Curvature is fundamental aspect of general relativity, but negatively curved 2D hyperbolic manifolds cannot be isometrically imbedded in 3D Euclidean space. The natural deformability of CPW resonators allows for the implementation of table-top hyperbolic lattices with high curvature. Incorporating qubits into these devices, we can start to examine quantum mechanics in this unique environment.

A. J. Kollár, M. Fitzpatrick, P. Sarnak, A.A. Houck, Line-Graph Lattices: Euclidean and Non-Euclidean Flat Bands and Implementations in Circuit QED, arXiv:1902.02794v1 (2019).
A. J. Kollár, M. Fitzpatrick, A. A. Houck, Hyperbolic Lattices in Circuit Quantum Electrodynamics, Nature 571, 45-49 (2019), arXiv:1802.09549.
A. A. Houck, H. E. Türeci, and J. Koch, “On-chip quantum simulation with superconducting circuits,” Nat.

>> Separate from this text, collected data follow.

//! Weighted multi-field term scoring
//!
//! Each query term is scanned against every record field; a field that
//! contains the term contributes its fixed weight once per term. Duplicated
//! query terms therefore contribute their weight multiple times. The
//! leadership boost is the one exception: a flat bonus, applied once, when
//! the query uses a role word and the record carries author metadata.
//!
//! Structured data is matched against one serialized string per record,
//! keys included, so a brand name repeated across JSON-LD entries counts
//! its weight once per term. The description bonus rides the per-term
//! metadata weight: each matching term on a description-like key scores
//! `metadata + description_bonus` rather than a flat +1 per key.

use crate::config::ScoringWeights;
use crate::corpus::PageRecord;

/// Metadata keys that earn the description bonus on a term match
pub const DESCRIPTION_KEYS: [&str; 3] = ["description", "og:description", "twitter:description"];

/// Query terms that mark a leadership-style question ("who is the CEO")
pub const LEADERSHIP_TERMS: [&str; 4] = ["ceo", "founder", "author", "who"];

/// A record that matched the query, with its score and the matched
/// metadata/structured/FAQ/category lines for the context block
#[derive(Debug)]
pub struct RecordMatch<'a> {
    pub record: &'a PageRecord,
    pub score: u32,
    pub info_lines: Vec<String>,
}

/// Splits a query into lowercased terms
///
/// Order is preserved and duplicates are retained: a repeated term counts
/// its weight once per repetition.
pub fn query_terms(query: &str) -> Vec<String> {
    query
        .to_lowercase()
        .split_whitespace()
        .map(str::to_string)
        .collect()
}

/// Counts how many of the query terms occur in `haystack` (pre-lowercased)
fn matching_terms(haystack: &str, terms: &[String]) -> u32 {
    terms.iter().filter(|t| haystack.contains(t.as_str())).count() as u32
}

/// Scores one record against the query terms
///
/// Returns `None` for a score of zero; such records are excluded entirely.
pub fn score_record<'a>(
    record: &'a PageRecord,
    terms: &[String],
    weights: &ScoringWeights,
) -> Option<RecordMatch<'a>> {
    let mut score = 0u32;
    let mut info_lines = Vec::new();

    score += matching_terms(&record.title.to_lowercase(), terms) * weights.title;
    score += matching_terms(&record.content.to_lowercase(), terms) * weights.content;

    // Structured data scores against one serialized haystack per record;
    // the per-entry scan below only assembles context lines
    if !record.structured_data.is_empty() {
        let serialized = serde_json::to_string(&record.structured_data)
            .unwrap_or_default()
            .to_lowercase();
        score += matching_terms(&serialized, terms) * weights.structured_data;

        for (key, value) in &record.structured_data {
            let entry = format!("{} {}", key, value).to_lowercase();
            if matching_terms(&entry, terms) > 0 {
                info_lines.push(format!("{}: {}", key, value));
            }
        }
    }

    for faq in &record.faqs {
        let combined = format!("{} {}", faq.question, faq.answer).to_lowercase();
        let matched = matching_terms(&combined, terms);
        if matched > 0 {
            score += matched * weights.faq;
            info_lines.push(format!("Q: {}", faq.question));
            info_lines.push(format!("A: {}", faq.answer));
        }
    }

    let mut author_line_present = false;
    for (key, value) in &record.metadata {
        let matched = matching_terms(&value.to_lowercase(), terms);
        if matched > 0 {
            let per_term = if DESCRIPTION_KEYS.contains(&key.as_str()) {
                weights.metadata + weights.description_bonus
            } else {
                weights.metadata
            };
            score += matched * per_term;
            info_lines.push(format!("{}: {}", key, value));
            if key == "author" {
                author_line_present = true;
            }
        }
    }

    // Leadership boost: role words in the query surface author metadata
    // even without a literal text match
    if let Some(author) = record.metadata.get("author") {
        if terms.iter().any(|t| LEADERSHIP_TERMS.contains(&t.as_str())) {
            score += weights.author_boost;
            if !author_line_present {
                info_lines.push(format!("Author: {}", author));
            }
        }
    }

    if !record.categories.is_empty() {
        let joined = record.categories.join(" ");
        let matched = matching_terms(&joined.to_lowercase(), terms);
        if matched > 0 {
            score += matched * weights.taxonomy;
            info_lines.push(format!("Categories: {}", record.categories.join(", ")));
        }
    }

    if !record.related_topics.is_empty() {
        let joined = record.related_topics.join(" ");
        let matched = matching_terms(&joined.to_lowercase(), terms);
        if matched > 0 {
            score += matched * weights.taxonomy;
            info_lines.push(format!(
                "Related topics: {}",
                record.related_topics.join(", ")
            ));
        }
    }

    if score == 0 {
        None
    } else {
        Some(RecordMatch {
            record,
            score,
            info_lines,
        })
    }
}

#[cfg(test)]
mod tests {
    use super::*;

    fn weights() -> ScoringWeights {
        ScoringWeights::default()
    }

    fn record_with_title_and_content(title: &str, content: &str) -> PageRecord {
        let mut record = PageRecord::new("https://example.com/page");
        record.title = title.to_string();
        record.content = content.to_string();
        record
    }

    #[test]
    fn test_query_terms_lowercase_and_keep_duplicates() {
        assert_eq!(
            query_terms("Life LIFE  insurance"),
            vec!["life", "life", "insurance"]
        );
    }

    #[test]
    fn test_no_match_returns_none() {
        let record = record_with_title_and_content("Home", "Welcome");
        let terms = query_terms("mortgage rates");
        assert!(score_record(&record, &terms, &weights()).is_none());
    }

    #[test]
    fn test_title_weight_beats_content_weight() {
        let title_hit = record_with_title_and_content("Term insurance", "nothing relevant");
        let content_hit = record_with_title_and_content("Other page", "term insurance explained");
        let terms = query_terms("term");

        let title_score = score_record(&title_hit, &terms, &weights()).unwrap().score;
        let content_score = score_record(&content_hit, &terms, &weights()).unwrap().score;

        assert_eq!(title_score, 3);
        assert_eq!(content_score, 2);
        assert!(title_score > content_score);
    }

    #[test]
    fn test_repeated_term_counts_twice() {
        let record = record_with_title_and_content("Term insurance", "");
        let once = score_record(&record, &query_terms("term"), &weights())
            .unwrap()
            .score;
        let twice = score_record(&record, &query_terms("term term"), &weights())
            .unwrap()
            .score;
        assert_eq!(twice, once * 2);
    }

    #[test]
    fn test_description_key_bonus() {
        let mut plain = PageRecord::new("https://example.com/a");
        plain.metadata.insert("keywords".to_string(), "life insurance".to_string());

        let mut described = PageRecord::new("https://example.com/b");
        described
            .metadata
            .insert("description".to_string(), "life insurance".to_string());

        let terms = query_terms("life");
        let plain_score = score_record(&plain, &terms, &weights()).unwrap().score;
        let described_score = score_record(&described, &terms, &weights()).unwrap().score;

        assert_eq!(plain_score, 1);
        assert_eq!(described_score, 2);
    }

    #[test]
    fn test_leadership_boost_without_literal_match() {
        let mut with_author = record_with_title_and_content("Insurance guide", "guide text");
        with_author
            .metadata
            .insert("author".to_string(), "Jiten Puri".to_string());
        let without_author = record_with_title_and_content("Insurance guide", "guide text");

        let terms = query_terms("who founded the insurance company");
        let boosted = score_record(&with_author, &terms, &weights()).unwrap().score;
        let base = score_record(&without_author, &terms, &weights()).unwrap().score;

        assert_eq!(boosted, base + 2);
    }

    #[test]
    fn test_leadership_boost_surfaces_author_line() {
        let mut record = PageRecord::new("https://example.com/a");
        record.title = "Company history".to_string();
        record
            .metadata
            .insert("author".to_string(), "Jiten Puri".to_string());

        let terms = query_terms("who started company");
        let matched = score_record(&record, &terms, &weights()).unwrap();

        assert!(matched
            .info_lines
            .iter()
            .any(|l| l == "Author: Jiten Puri"));
    }

    #[test]
    fn test_no_leadership_boost_without_author_metadata() {
        let mut record = PageRecord::new("https://example.com/a");
        record.author = "Jiten Puri".to_string(); // record field, not metadata

        let terms = query_terms("who");
        assert!(score_record(&record, &terms, &weights()).is_none());
    }

    #[test]
    fn test_faq_match_contributes_and_surfaces_lines() {
        let mut record = PageRecord::new("https://example.com/a");
        record.faqs.push(crate::corpus::FaqEntry {
            question: "What is a deductible?".to_string(),
            answer: "The amount you pay before coverage starts.".to_string(),
        });

        let terms = query_terms("deductible");
        let matched = score_record(&record, &terms, &weights()).unwrap();

        assert_eq!(matched.score, 2);
        assert_eq!(matched.info_lines[0], "Q: What is a deductible?");
        assert!(matched.info_lines[1].starts_with("A: "));
    }

    #[test]
    fn test_structured_data_match() {
        let mut record = PageRecord::new("https://example.com/a");
        record.structured_data.insert(
            "name".to_string(),
            serde_json::Value::String("PolicyAdvisor".to_string()),
        );

        let terms = query_terms("policyadvisor");
        let matched = score_record(&record, &terms, &weights()).unwrap();

        assert_eq!(matched.score, 2);
        assert!(matched.info_lines[0].starts_with("name: "));
    }

    #[test]
    fn test_structured_data_term_counts_once_across_entries() {
        let mut record = PageRecord::new("https://example.com/a");
        record.structured_data.insert(
            "name".to_string(),
            serde_json::Value::String("PolicyAdvisor Insurance".to_string()),
        );
        record.structured_data.insert(
            "brand".to_string(),
            serde_json::Value::String("PolicyAdvisor Insurance".to_string()),
        );

        let terms = query_terms("insurance");
        let matched = score_record(&record, &terms, &weights()).unwrap();

        // One haystack per record: repetition across entries adds nothing
        assert_eq!(matched.score, 2);
        // Both entries still surface as context lines
        assert_eq!(matched.info_lines.len(), 2);
    }

    #[test]
    fn test_structured_data_key_match_counts() {
        let mut record = PageRecord::new("https://example.com/a");
        record.structured_data.insert(
            "insurance".to_string(),
            serde_json::Value::String("term and whole life".to_string()),
        );

        let terms = query_terms("insurance");
        let matched = score_record(&record, &terms, &weights()).unwrap();

        assert_eq!(matched.score, 2);
        assert!(matched.info_lines[0].starts_with("insurance: "));
    }

    #[test]
    fn test_title_match_outranks_repeated_structured_entries() {
        let mut structured = PageRecord::new("https://example.com/structured");
        for key in ["name", "brand", "publisher"] {
            structured.structured_data.insert(
                key.to_string(),
                serde_json::Value::String("Acme Insurance".to_string()),
            );
        }

        let mut titled = PageRecord::new("https://example.com/titled");
        titled.title = "Insurance products".to_string();

        let terms = query_terms("insurance");
        let structured_score = score_record(&structured, &terms, &weights()).unwrap().score;
        let titled_score = score_record(&titled, &terms, &weights()).unwrap().score;

        assert_eq!(structured_score, 2);
        assert_eq!(titled_score, 3);
        assert!(titled_score > structured_score);
    }

    #[test]
    fn test_categories_and_related_each_contribute() {
        let mut record = PageRecord::new("https://example.com/a");
        record.categories.push("Life Insurance".to_string());
        record.related_topics.push("Life events".to_string());

        let terms = query_terms("life");
        let matched = score_record(&record, &terms, &weights()).unwrap();

        // One taxonomy point from each sequence
        assert_eq!(matched.score, 2);
    }
}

Phys. 8, 292 (2012).

Interacting Chains

In the absence of fine tuning and many-body localization, large strongly-interacting closed systems are expected to self thermalize. Networks of qubits and resonators can be used to examine this behavior in the presence of drives and controllable dissipation set by qubit lifetimes and resonator coupling strengths.

M. Fitzpatick, N. M. Sundaresan, A. C. Y. Li, J. Koch, and A. A. Houck, “Observation of a Dissipative Phase Transition in a One-Dimensional Circuit QED Lattice,” Phys. Rev. X 7, 011016 (2017).
Raferty, J., D. Sadri, S. Schmidt, H. E. Türeci, A. A. Houck. Observation of a Dissipation-Induced Classical to Quantum Transition. Physical Review X 4, 031043 (2014).
A. A. Houck, H. E. Türeci, and J. Koch, “On-chip quantum simulation with superconducting circuits,” Nat. Phys. 8, 292 (2012).